D'un bond souple, elle enjamba Jonathan gisant à terre et se tordant de douleur pour s'élancer vers la porte, se résignant à abandonner la majorité de ses affaires, ayant laissé son sac dans le grand salon.
Se ruant dessus sans plus se soucier de ce qu'il se passait derrière elle, elle ouvrit brusquement la porte, prête à se précipiter à l'extérieur mais, dès que le battant pivota, avant même qu'elle n'aperçoive l'autre côté, une poigne glacée se referma autour de sa gorge.
Ses ongles perçant sa peau, Jonathan avança, la forçant à reculer et la ramena à l'intérieur de sa demeure en claquant la porte dans son dos.
Apparemment doté d'une force largement surhumaine, il souleva Richa du sol, la tenant à bout de bras tout en serrant lentement la gorge de la jeune fille, qui s'agrippa à ses avant-bras, le griffant, et chercha à l'atteindre de ses coups de pieds, se débattant, alors que sa vision se brouillait, que ses forces la quittaient et que sa poitrine commençait à réclamer de l'oxygène.
- D'où sors-tu pour croire qu'un alliage ordinaire, certes elfique, pourrait blesser un vampire ? (Jonathan retira la dague, qu'il jeta sur le sol de pierre où sa lame tinta, de sa plaie qui se referma presque instantanément). Visiblement, tu ignores aussi que certains vampires ont la capacité de se transformer en brume. Très pratique pour se glisser aisément hors d'un lieu et rattraper une petite souris qui cherche à s'échapper. »
Concluant son petit discours en insistant plus particulièrement sur la dernière syllabe qu'il prononça, Jonathan lança Richa à travers la pièce, comme si elle ne pesait pas davantage qu'un fétus de paille dont il se serait débarrassé. Atterrissant durement au sol, où elle roula sur les tapis jusqu'à heurter les premières marches de l'escalier, Richa tenta de reprendre son souffle en toussant.
Sachant parfaitement qu'elle ne pouvait se permettre de prendre le temps de retrouver sa respiration, elle se releva difficilement en prenant appuie sur la marche à côté d'elle, bien que ses jambes tremblantes la soutiennent à peine, que la tête lui tourne et que sa vision demeure floue.

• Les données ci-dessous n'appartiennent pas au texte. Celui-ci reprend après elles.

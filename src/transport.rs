/*! Physical-layer transport: the boundary between bytes and frames.

A [`Transport`] moves already-framed AX.25 bytes in and out of the
process; KISS escaping/deframing happens here, same layering as the
teacher's `KissEncode`/`KissDecode` blocks, adapted from a streaming
block pair into a synchronous encode/decode function pair since a
`Transport` is driven by its own RX/TX threads rather than a pull-based
graph.
*/

use std::io::Write;
use std::net::UdpSocket;
use std::sync::{Arc, Mutex};

use crate::error::Result;
use crate::ringbuffer::RingBuffer;

const KISS_FEND: u8 = 0xC0;
const KISS_FESC: u8 = 0xDB;
const KISS_TFEND: u8 = 0xDC;
const KISS_TFESC: u8 = 0xDD;
/// KISS command nibble for a data frame on port 0.
const KISS_CMD_DATA: u8 = 0x00;

/// Escape `frame` into a complete KISS datagram: `FEND cmd <escaped
/// payload> FEND`.
pub fn kiss_encode(frame: &[u8]) -> Vec<u8> {
    let mut out = Vec::with_capacity(frame.len() + 16);
    out.push(KISS_FEND);
    out.push(KISS_CMD_DATA);
    for &b in frame {
        match b {
            KISS_FEND => out.extend([KISS_FESC, KISS_TFEND]),
            KISS_FESC => out.extend([KISS_FESC, KISS_TFESC]),
            b => out.push(b),
        }
    }
    out.push(KISS_FEND);
    out
}

/// Incrementally decodes a byte stream into complete KISS frames.
#[derive(Default)]
pub struct KissDecoder {
    buf: Vec<u8>,
    in_frame: bool,
    escaping: bool,
}

impl KissDecoder {
    /// Feed bytes read off the wire, returning every complete frame
    /// (command byte stripped) decoded so far.
    pub fn feed(&mut self, bytes: &[u8]) -> Vec<Vec<u8>> {
        let mut frames = Vec::new();
        for &b in bytes {
            match b {
                KISS_FEND => {
                    if self.in_frame && !self.buf.is_empty() {
                        let mut frame = std::mem::take(&mut self.buf);
                        if !frame.is_empty() {
                            frame.remove(0); // strip the command byte.
                            frames.push(frame);
                        }
                    }
                    self.buf.clear();
                    self.in_frame = true;
                    self.escaping = false;
                }
                KISS_FESC if self.in_frame => self.escaping = true,
                KISS_TFEND if self.in_frame && self.escaping => {
                    self.buf.push(KISS_FEND);
                    self.escaping = false;
                }
                KISS_TFESC if self.in_frame && self.escaping => {
                    self.buf.push(KISS_FESC);
                    self.escaping = false;
                }
                b if self.in_frame => {
                    self.buf.push(b);
                    self.escaping = false;
                }
                _ => {}
            }
        }
        frames
    }
}

/// A byte-level physical-layer connection: one already-framed AX.25
/// datagram in, one out.
pub trait Transport: Send + Sync {
    /// Send one AX.25 frame (KISS-encoded internally as needed).
    fn send(&self, frame: &[u8]) -> Result<()>;

    /// Receive the next complete frame, blocking until one arrives or
    /// the transport is closed (in which case `None` is returned).
    fn recv(&self) -> Option<Vec<u8>>;

    /// Tear the transport down, unblocking any pending `recv`.
    fn close(&self);
}

/// An in-process transport backed by a pair of ring buffers, for tests
/// and for wiring two sessions together without real I/O.
pub struct LoopbackTransport {
    outbound: Arc<Mutex<std::collections::VecDeque<Vec<u8>>>>,
    inbound: Arc<Mutex<std::collections::VecDeque<Vec<u8>>>>,
    closed: Arc<std::sync::atomic::AtomicBool>,
}

impl LoopbackTransport {
    /// Build a connected pair: frames sent on one arrive via `recv` on
    /// the other.
    pub fn pair() -> (Arc<Self>, Arc<Self>) {
        let a_to_b = Arc::new(Mutex::new(std::collections::VecDeque::new()));
        let b_to_a = Arc::new(Mutex::new(std::collections::VecDeque::new()));
        let closed = Arc::new(std::sync::atomic::AtomicBool::new(false));
        let a = Arc::new(Self {
            outbound: a_to_b.clone(),
            inbound: b_to_a.clone(),
            closed: closed.clone(),
        });
        let b = Arc::new(Self {
            outbound: b_to_a,
            inbound: a_to_b,
            closed,
        });
        (a, b)
    }
}

impl Transport for LoopbackTransport {
    fn send(&self, frame: &[u8]) -> Result<()> {
        self.outbound.lock().unwrap().push_back(frame.to_vec());
        Ok(())
    }

    fn recv(&self) -> Option<Vec<u8>> {
        if self.closed.load(std::sync::atomic::Ordering::SeqCst) {
            return None;
        }
        self.inbound.lock().unwrap().pop_front()
    }

    fn close(&self) {
        self.closed.store(true, std::sync::atomic::Ordering::SeqCst);
    }
}

/// Tunnels KISS-framed AX.25 over UDP, for testing the stack between
/// two processes without real radio hardware.
pub struct UdpTransport {
    socket: UdpSocket,
    rx: Arc<RingBuffer>,
}

impl UdpTransport {
    /// Bind locally and target `peer` for outbound datagrams.
    pub fn connect(bind: &str, peer: &str) -> Result<Arc<Self>> {
        let socket = UdpSocket::bind(bind)?;
        socket.connect(peer)?;
        let rx = RingBuffer::new(1 << 20);
        let transport = Arc::new(Self { socket, rx });
        Ok(transport)
    }

    /// Run the receive loop on the calling thread: reads datagrams,
    /// KISS-decodes them, and pushes frames into the internal ring
    /// buffer. Intended to be spawned onto its own thread.
    pub fn run_receiver(self: &Arc<Self>) -> Result<()> {
        let mut buf = [0u8; 4096];
        let mut decoder = KissDecoder::default();
        loop {
            let n = self.socket.recv(&mut buf)?;
            if n == 0 {
                continue;
            }
            for frame in decoder.feed(&buf[..n]) {
                let mut encoded = (frame.len() as u32).to_le_bytes().to_vec();
                encoded.extend(frame);
                self.rx.write_block(&encoded)?;
            }
        }
    }
}

impl Transport for UdpTransport {
    fn send(&self, frame: &[u8]) -> Result<()> {
        let encoded = kiss_encode(frame);
        let mut w = &self.socket;
        w.write_all(&encoded)?;
        Ok(())
    }

    fn recv(&self) -> Option<Vec<u8>> {
        let len_bytes = self.rx.read_block(4).ok()?;
        if len_bytes.len() < 4 {
            return None;
        }
        let len = u32::from_le_bytes(len_bytes.try_into().ok()?) as usize;
        self.rx.read_block(len).ok()
    }

    fn close(&self) {
        self.rx.close();
    }
}

#[cfg(test)]
mod tests {
    use super::*;

    #[test]
    fn kiss_round_trip_escapes_fend_and_fesc() {
        let frame = vec![0x01, KISS_FEND, 0x02, KISS_FESC, 0x03];
        let encoded = kiss_encode(&frame);
        let mut decoder = KissDecoder::default();
        let mut frames = decoder.feed(&encoded);
        // A single complete datagram between two FENDs with a leading
        // FEND to open the next one; feed the closing FEND explicitly.
        frames.extend(decoder.feed(&[KISS_FEND]));
        assert_eq!(frames[0], frame);
    }

    #[test]
    fn loopback_transport_delivers_across_the_pair() {
        let (a, b) = LoopbackTransport::pair();
        a.send(b"hello").unwrap();
        assert_eq!(b.recv(), Some(b"hello".to_vec()));
        b.send(b"world").unwrap();
        assert_eq!(a.recv(), Some(b"world".to_vec()));
    }

    #[test]
    fn closed_loopback_returns_none() {
        let (a, b) = LoopbackTransport::pair();
        a.close();
        assert_eq!(a.recv(), None);
        let _ = b;
    }
}
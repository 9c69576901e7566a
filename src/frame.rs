/*! AX.25 frame codec: address field, control field, FCS.

Frame layout on the wire (flags and bit-stuffing are the transport's
job, not this module's):

```text
| address field (14-70 octets) | control (1-2 octets) | PID (0-1) | info | FCS (2, low byte first) |
```
*/

use crate::callsign::Address;
use crate::error::{Error, Result};

/// No-layer-3 protocol id, used on UI frames carrying raw data.
pub const PID_NO_LAYER3: u8 = 0xF0;

/// CRC-16/X.25: poly 0x1021 reflected, init 0xFFFF, xor-out 0xFFFF.
pub fn crc16_x25(data: &[u8]) -> u16 {
    let mut crc: u16 = 0xFFFF;
    for &byte in data {
        crc ^= byte as u16;
        for _ in 0..8 {
            if crc & 1 != 0 {
                crc = (crc >> 1) ^ 0x8408;
            } else {
                crc >>= 1;
            }
        }
    }
    !crc
}

/// Sequence modulus in effect for a link: 8 (one-octet control) or 128
/// (two-octet control, selected by a successful SABME exchange).
#[derive(Debug, Clone, Copy, PartialEq, Eq)]
pub enum Modulo {
    /// Classic AX.25, N(S)/N(R) in 3 bits.
    Mod8,
    /// Extended AX.25 v2.2, N(S)/N(R) in 7 bits.
    Mod128,
}

/// Supervisory frame subtype.
#[derive(Debug, Clone, Copy, PartialEq, Eq)]
pub enum SupervisoryKind {
    /// Receiver ready.
    Rr,
    /// Receiver not ready.
    Rnr,
    /// Reject.
    Rej,
    /// Selective reject.
    Srej,
}

/// Unnumbered frame subtype.
#[derive(Debug, Clone, Copy, PartialEq, Eq)]
pub enum UnnumberedKind {
    /// Set Asynchronous Balanced Mode.
    Sabm,
    /// Set Asynchronous Balanced Mode Extended (selects mod 128).
    Sabme,
    /// Disconnect.
    Disc,
    /// Disconnected Mode.
    Dm,
    /// Unnumbered Acknowledge.
    Ua,
    /// Frame Reject.
    Frmr,
    /// Unnumbered Information.
    Ui,
    /// Exchange Identification.
    Xid,
    /// Test.
    Test,
}

/// A decoded AX.25 control field.
#[derive(Debug, Clone, PartialEq, Eq)]
pub enum Control {
    /// Information transfer frame.
    Information { ns: u8, nr: u8, pf: bool },
    /// Supervisory frame.
    Supervisory {
        kind: SupervisoryKind,
        nr: u8,
        pf: bool,
    },
    /// Unnumbered frame.
    Unnumbered { kind: UnnumberedKind, pf: bool },
}

impl Control {
    /// Encode into 1 (mod 8) or 2 (mod 128, I/S frames only) octets.
    pub fn encode(&self, modulo: Modulo) -> Vec<u8> {
        match (self, modulo) {
            (Control::Information { ns, nr, pf }, Modulo::Mod8) => {
                vec![(ns << 1) | ((*pf as u8) << 4) | (nr << 5)]
            }
            (Control::Information { ns, nr, pf }, Modulo::Mod128) => {
                vec![(ns << 1), (nr << 1) | (*pf as u8)]
            }
            (Control::Supervisory { kind, nr, pf }, Modulo::Mod8) => {
                vec![0x01 | (supervisory_bits(*kind) << 2) | ((*pf as u8) << 4) | (nr << 5)]
            }
            (Control::Supervisory { kind, nr, pf }, Modulo::Mod128) => {
                vec![0x01 | (supervisory_bits(*kind) << 2), (nr << 1) | (*pf as u8)]
            }
            (Control::Unnumbered { kind, pf }, _) => {
                // Bits 0-1 are always 0b11 for a U frame; `unnumbered_bits`
                // only carries the modifier bits (2,3,5,6,7).
                vec![unnumbered_bits(*kind) | 0x03 | ((*pf as u8) << 4)]
            }
        }
    }

    /// Decode a control field. `modulo` disambiguates one- vs two-octet
    /// I/S frames; unnumbered frames are always one octet regardless.
    /// Returns the control and the number of octets consumed.
    pub fn decode(bytes: &[u8], modulo: Modulo) -> Result<(Self, usize)> {
        let first = *bytes
            .first()
            .ok_or_else(|| Error::FrameReject("empty control field".into()))?;
        if first & 0x01 == 0 {
            // I frame.
            match modulo {
                Modulo::Mod8 => Ok((
                    Control::Information {
                        ns: (first >> 1) & 0x07,
                        nr: (first >> 5) & 0x07,
                        pf: first & 0x10 != 0,
                    },
                    1,
                )),
                Modulo::Mod128 => {
                    let second = *bytes
                        .get(1)
                        .ok_or_else(|| Error::FrameReject("truncated mod128 I control".into()))?;
                    Ok((
                        Control::Information {
                            ns: (first >> 1) & 0x7F,
                            nr: (second >> 1) & 0x7F,
                            pf: second & 0x01 != 0,
                        },
                        2,
                    ))
                }
            }
        } else if first & 0x03 == 0x01 {
            // S frame.
            let kind = supervisory_kind((first >> 2) & 0x03)?;
            match modulo {
                Modulo::Mod8 => Ok((
                    Control::Supervisory {
                        kind,
                        nr: (first >> 5) & 0x07,
                        pf: first & 0x10 != 0,
                    },
                    1,
                )),
                Modulo::Mod128 => {
                    let second = *bytes
                        .get(1)
                        .ok_or_else(|| Error::FrameReject("truncated mod128 S control".into()))?;
                    Ok((
                        Control::Supervisory {
                            kind,
                            nr: (second >> 1) & 0x7F,
                            pf: second & 0x01 != 0,
                        },
                        2,
                    ))
                }
            }
        } else {
            // U frame: modifier bits are 2,3,5,6,7; P/F is bit 4.
            let modifier = first & 0xEC;
            let kind = unnumbered_kind(modifier)?;
            Ok((
                Control::Unnumbered {
                    kind,
                    pf: first & 0x10 != 0,
                },
                1,
            ))
        }
    }
}

fn supervisory_bits(kind: SupervisoryKind) -> u8 {
    match kind {
        SupervisoryKind::Rr => 0b00,
        SupervisoryKind::Rnr => 0b01,
        SupervisoryKind::Rej => 0b10,
        SupervisoryKind::Srej => 0b11,
    }
}

fn supervisory_kind(bits: u8) -> Result<SupervisoryKind> {
    Ok(match bits {
        0b00 => SupervisoryKind::Rr,
        0b01 => SupervisoryKind::Rnr,
        0b10 => SupervisoryKind::Rej,
        0b11 => SupervisoryKind::Srej,
        _ => return Err(Error::FrameReject("impossible supervisory bits".into())),
    })
}

fn unnumbered_bits(kind: UnnumberedKind) -> u8 {
    match kind {
        UnnumberedKind::Sabm => 0x2C,
        UnnumberedKind::Sabme => 0x6C,
        UnnumberedKind::Disc => 0x40,
        UnnumberedKind::Dm => 0x0C,
        UnnumberedKind::Ua => 0x60,
        UnnumberedKind::Frmr => 0x84,
        UnnumberedKind::Ui => 0x00,
        UnnumberedKind::Xid => 0xAC,
        UnnumberedKind::Test => 0xE0,
    }
}

fn unnumbered_kind(modifier: u8) -> Result<UnnumberedKind> {
    Ok(match modifier {
        0x2C => UnnumberedKind::Sabm,
        0x6C => UnnumberedKind::Sabme,
        0x40 => UnnumberedKind::Disc,
        0x0C => UnnumberedKind::Dm,
        0x60 => UnnumberedKind::Ua,
        0x84 => UnnumberedKind::Frmr,
        0x00 => UnnumberedKind::Ui,
        0xAC => UnnumberedKind::Xid,
        0xE0 => UnnumberedKind::Test,
        other => {
            return Err(Error::FrameReject(format!(
                "unrecognized unnumbered modifier bits 0x{other:02x}"
            )));
        }
    })
}

/// A fully decoded AX.25 frame, excluding flags and bit-stuffing.
#[derive(Debug, Clone, PartialEq, Eq)]
pub struct Frame {
    /// Destination address.
    pub destination: Address,
    /// Source address.
    pub source: Address,
    /// Digipeater path, in transmission order.
    pub digipeaters: Vec<Address>,
    /// True if this frame is a command (vs. a response).
    pub command: bool,
    /// Control field.
    pub control: Control,
    /// Protocol id, present on I and UI frames only.
    pub pid: Option<u8>,
    /// Information field.
    pub info: Vec<u8>,
}

impl Frame {
    /// Encode into bytes ready for bit-stuffing and flag framing,
    /// including the trailing FCS.
    pub fn encode(&self, modulo: Modulo) -> Vec<u8> {
        let mut out = Vec::new();
        let dest_c = self.command;
        let src_c = !self.command;
        out.extend(
            Address {
                c_or_h_bit: dest_c,
                ..self.destination.clone()
            }
            .encode(self.digipeaters.is_empty()),
        );
        out.extend(
            Address {
                c_or_h_bit: src_c,
                ..self.source.clone()
            }
            .encode(false),
        );
        // Overwrite the source's extension bit: it is the last octet
        // only when there are no digipeaters.
        if self.digipeaters.is_empty() {
            let last = out.len() - 1;
            out[last] |= 0x01;
        }
        for (i, digi) in self.digipeaters.iter().enumerate() {
            let last = i + 1 == self.digipeaters.len();
            out.extend(digi.encode(last));
        }
        out.extend(self.control.encode(modulo));
        if let Some(pid) = self.pid {
            out.push(pid);
        }
        out.extend(&self.info);
        let fcs = crc16_x25(&out);
        out.push((fcs & 0xFF) as u8);
        out.push((fcs >> 8) as u8);
        out
    }

    /// Decode a frame, verifying the FCS and address field structure.
    /// `modulo` disambiguates one- vs. two-octet I/S control fields.
    pub fn decode(bytes: &[u8], modulo: Modulo) -> Result<Self> {
        if bytes.len() < 2 {
            return Err(Error::FrameReject("frame shorter than FCS".into()));
        }
        let (body, fcs_bytes) = bytes.split_at(bytes.len() - 2);
        let received_fcs = fcs_bytes[0] as u16 | ((fcs_bytes[1] as u16) << 8);
        if crc16_x25(body) != received_fcs {
            return Err(Error::FrameReject("FCS mismatch".into()));
        }

        let mut offset = 0;
        let mut addresses = Vec::new();
        loop {
            let chunk: &[u8; 7] = body
                .get(offset..offset + 7)
                .ok_or_else(|| Error::FrameReject("truncated address field".into()))?
                .try_into()
                .unwrap();
            let (addr, last) = Address::decode(chunk)?;
            addresses.push(addr);
            offset += 7;
            if last {
                break;
            }
            if addresses.len() > 10 {
                return Err(Error::FrameReject("address field too long".into()));
            }
        }
        if addresses.len() < 2 {
            return Err(Error::FrameReject(
                "address field needs at least destination and source".into(),
            ));
        }
        let destination = addresses.remove(0);
        let source = addresses.remove(0);
        let command = destination.c_or_h_bit && !source.c_or_h_bit;
        let digipeaters = addresses;

        let (control, consumed) = Control::decode(&body[offset..], modulo)?;
        offset += consumed;

        let pid = match &control {
            Control::Information { .. } => Some(
                *body
                    .get(offset)
                    .ok_or_else(|| Error::FrameReject("missing PID on I frame".into()))?,
            ),
            Control::Unnumbered {
                kind: UnnumberedKind::Ui,
                ..
            } => Some(
                *body
                    .get(offset)
                    .ok_or_else(|| Error::FrameReject("missing PID on UI frame".into()))?,
            ),
            _ => None,
        };
        if pid.is_some() {
            offset += 1;
        }
        let info = body[offset..].to_vec();

        Ok(Frame {
            destination,
            source,
            digipeaters,
            command,
            control,
            pid,
            info,
        })
    }
}
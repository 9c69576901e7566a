/*! Plugin and instance lifecycle, resolved at compile time.

The original engine discovered plugins by `dlopen`-ing a shared object
and pulling a `plugin_descriptor` of five function pointers out of it.
Rust's `dyn Trait` plus a `linkme`-free static registry gives the same
load/start/stop lifecycle without the unsafety of resolving symbols
from a `.so` at runtime, and without inventing a build-time codegen
step: plugins are simply registered by name in [`Runtime::new`] before
any configuration is read.

Lifecycle order is preserved exactly: loading happens in configuration
order, starting is post-order (every plugin's [`Plugin::start_plugin`]
before any instance's [`Plugin::start_instance`]), stopping is the
reverse.
*/

use std::collections::HashMap;
use std::sync::Arc;

use crate::config::{Configuration, Configurator};
use crate::error::{Error, Result};

/// One loadable unit. A plugin owns zero or more named instances, each
/// independently started and stopped.
pub trait Plugin: Send + Sync {
    /// Plugin name, matched against `<Plugin name="...">`.
    fn name(&self) -> &str;

    /// Called once per plugin, before any instance of any plugin
    /// starts.
    fn start_plugin(&self, settings: &[(String, String)]) -> Result<()> {
        let _ = settings;
        Ok(())
    }

    /// Called once per plugin, after every instance of every plugin has
    /// stopped.
    fn stop_plugin(&self) {}

    /// Create, configure, and start one named instance.
    fn start_instance(&self, instance_name: &str, settings: &[(String, String)]) -> Result<()>;

    /// Stop a previously started instance.
    fn stop_instance(&self, instance_name: &str);
}

/// Drives the plugin/instance lifecycle against a compile-time registry
/// of [`Plugin`] implementations and a parsed [`Configuration`].
pub struct Runtime {
    plugins: HashMap<String, Arc<dyn Plugin>>,
    started_instances: Vec<(String, String)>,
    started_plugins: Vec<String>,
}

impl Default for Runtime {
    fn default() -> Self {
        Self::new()
    }
}

impl Runtime {
    /// Create an empty runtime with no plugins registered.
    pub fn new() -> Self {
        Self {
            plugins: HashMap::new(),
            started_instances: Vec::new(),
            started_plugins: Vec::new(),
        }
    }

    /// Register a plugin implementation under its own name. Mirrors
    /// `load_so` + `getsym_so`, minus the shared-object handle.
    pub fn register(&mut self, plugin: Arc<dyn Plugin>) -> Result<()> {
        let name = plugin.name().to_string();
        if self.plugins.contains_key(&name) {
            return Err(Error::AlreadyExists(name));
        }
        self.plugins.insert(name, plugin);
        Ok(())
    }

    /// Start every plugin named in `config`, in configuration order,
    /// then every instance of every plugin.
    pub fn start(&mut self, config: &Configuration) -> Result<()> {
        for plugin_config in &config.plugins {
            let plugin = self
                .plugins
                .get(&plugin_config.name)
                .cloned()
                .ok_or_else(|| Error::NotFound(plugin_config.name.clone()))?;
            plugin.start_plugin(&plugin_config.settings)?;
            self.started_plugins.push(plugin_config.name.clone());
        }
        for plugin_config in &config.plugins {
            let plugin = self.plugins.get(&plugin_config.name).cloned().unwrap();
            for instance in &plugin_config.instances {
                plugin.start_instance(&instance.name, &instance.settings)?;
                self.started_instances
                    .push((plugin_config.name.clone(), instance.name.clone()));
            }
        }
        Ok(())
    }

    /// Stop every started instance, then every started plugin, in
    /// reverse of their start order.
    pub fn stop(&mut self) {
        for (plugin_name, instance_name) in self.started_instances.drain(..).rev() {
            if let Some(plugin) = self.plugins.get(&plugin_name) {
                plugin.stop_instance(&instance_name);
            }
        }
        for plugin_name in self.started_plugins.drain(..).rev() {
            if let Some(plugin) = self.plugins.get(&plugin_name) {
                plugin.stop_plugin();
            }
        }
    }
}

/// Adapts a [`Configurator`] plus an instance-construction closure into
/// the settings-application step every [`Plugin::start_instance`]
/// implementation needs.
pub fn apply_settings(configurator: &mut dyn Configurator, settings: &[(String, String)]) -> Result<()> {
    crate::config::configure(configurator, settings)
}

#[cfg(test)]
mod tests {
    use super::*;
    use std::sync::Mutex;

    struct Recording {
        name: String,
        log: Arc<Mutex<Vec<String>>>,
    }
    impl Plugin for Recording {
        fn name(&self) -> &str {
            &self.name
        }
        fn start_plugin(&self, _settings: &[(String, String)]) -> Result<()> {
            self.log.lock().unwrap().push(format!("start_plugin:{}", self.name));
            Ok(())
        }
        fn stop_plugin(&self) {
            self.log.lock().unwrap().push(format!("stop_plugin:{}", self.name));
        }
        fn start_instance(&self, instance_name: &str, _settings: &[(String, String)]) -> Result<()> {
            self.log
                .lock()
                .unwrap()
                .push(format!("start_instance:{}:{instance_name}", self.name));
            Ok(())
        }
        fn stop_instance(&self, instance_name: &str) {
            self.log
                .lock()
                .unwrap()
                .push(format!("stop_instance:{}:{instance_name}", self.name));
        }
    }

    #[test]
    fn start_is_post_order_stop_is_reverse() {
        let log = Arc::new(Mutex::new(Vec::new()));
        let mut runtime = Runtime::new();
        runtime
            .register(Arc::new(Recording {
                name: "a".into(),
                log: log.clone(),
            }))
            .unwrap();
        runtime
            .register(Arc::new(Recording {
                name: "b".into(),
                log: log.clone(),
            }))
            .unwrap();

        let xml = r#"
            <Configuration name="demo">
              <Plugin name="a" file="builtin">
                <Instance name="a0"></Instance>
              </Plugin>
              <Plugin name="b" file="builtin">
                <Instance name="b0"></Instance>
              </Plugin>
            </Configuration>
        "#;
        let config = Configuration::parse(xml).unwrap();
        runtime.start(&config).unwrap();
        runtime.stop();

        let log = log.lock().unwrap();
        assert_eq!(
            *log,
            vec![
                "start_plugin:a",
                "start_plugin:b",
                "start_instance:a:a0",
                "start_instance:b:b0",
                "stop_instance:b:b0",
                "stop_instance:a:a0",
                "stop_plugin:b",
                "stop_plugin:a",
            ]
        );
    }

    #[test]
    fn unregistered_plugin_name_fails_start() {
        let mut runtime = Runtime::new();
        let xml = r#"<Configuration name="demo"><Plugin name="missing" file="builtin"/></Configuration>"#;
        let config = Configuration::parse(xml).unwrap();
        let err = runtime.start(&config).unwrap_err();
        assert!(matches!(err, Error::NotFound(_)));
    }
}
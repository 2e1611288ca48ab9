//! Errors raised before any request is sent.

use super::{chainrun, fixtures_dir};
use predicates::prelude::*;

#[test]
fn test_missing_scenario_file() {
    chainrun()
        .arg(fixtures_dir().join("scenarios/missing.json"))
        .assert()
        .code(2)
        .stderr(predicate::str::contains("Failed to resolve scenarios"));
}

#[test]
fn test_directory_without_scenarios() -> Result<(), Box<dyn std::error::Error>> {
    let dir = tempfile::tempdir()?;
    chainrun()
        .arg(dir.path())
        .assert()
        .code(2)
        .stderr(predicate::str::contains("No scenario files found"));
    Ok(())
}

#[test]
fn test_duplicate_step_order_is_rejected() {
    chainrun()
        .arg(fixtures_dir().join("invalid/duplicate-order.json"))
        .assert()
        .code(2)
        .stderr(predicate::str::contains("Failed to load scenario"));
}

#[test]
fn test_invalid_config_file() {
    chainrun()
        .arg(fixtures_dir().join("scenarios/health.json"))
        .arg("--config")
        .arg(fixtures_dir().join("bad-config.yaml"))
        .assert()
        .code(2)
        .stderr(predicate::str::contains("Failed to load config"));
}

#[test]
fn test_missing_config_file() {
    chainrun()
        .arg(fixtures_dir().join("scenarios/health.json"))
        .arg("--config")
        .arg(fixtures_dir().join("nope.yaml"))
        .assert()
        .code(2)
        .stderr(predicate::str::contains("Failed to load config"));
}

#[test]
fn test_missing_catalog_file() {
    chainrun()
        .arg(fixtures_dir().join("scenarios/health.json"))
        .arg("--catalog")
        .arg(fixtures_dir().join("nope.yaml"))
        .assert()
        .code(2)
        .stderr(predicate::str::contains("Failed to load catalog"));
}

Si bien qu'elle ne put esquiver le coup que lui porta Jonathan, qui la frappa avec une vitesse et une force vampiriques, la faisant à nouveau immédiatement chuter, le manque d'air l'ayant privée de toute résistance.
Paumes en avant, elle se rattrapa aux marches avant que son front n'aille en percuter le rebord mais elle n'eut pas le temps de se retourner, littéralement ou dans sa stratégie de défense, car le poids de Jonathan s'abattit sur elle.
Saisissant sa longue tresse qu'il enroula autour de son bras, il lui tira la tête en arrière, lui arrachant un râle de douleur alors qu'elle ruait pour tenter de fragiliser sa position au-dessus d'elle pour se libérer, sans grand succès, que ce soit à cause de sa force physique de vampire ou de la faiblesse qui gagnait la jeune fille à cause de la privation d'oxygène précédente, qui continuait à se faire sentir.
Avec un ton supérieur mais également suave, Jonathan lui murmura quelque chose à l'oreille, prononcé dans une langue aux accents râpeux et sifflants, qu'elle n'avait encore jamais entendu depuis son arrivée dans l'Enclave mais qu'elle identifia comme du vampirique et qu'elle traduisit sans difficulté, saisissant le sens de la phrase où il lui assurait qu'elle lui appartenait, puis il rejeta violemment son crâne vers l'avant, l'envoyant heurter durement l'escalier de pierre.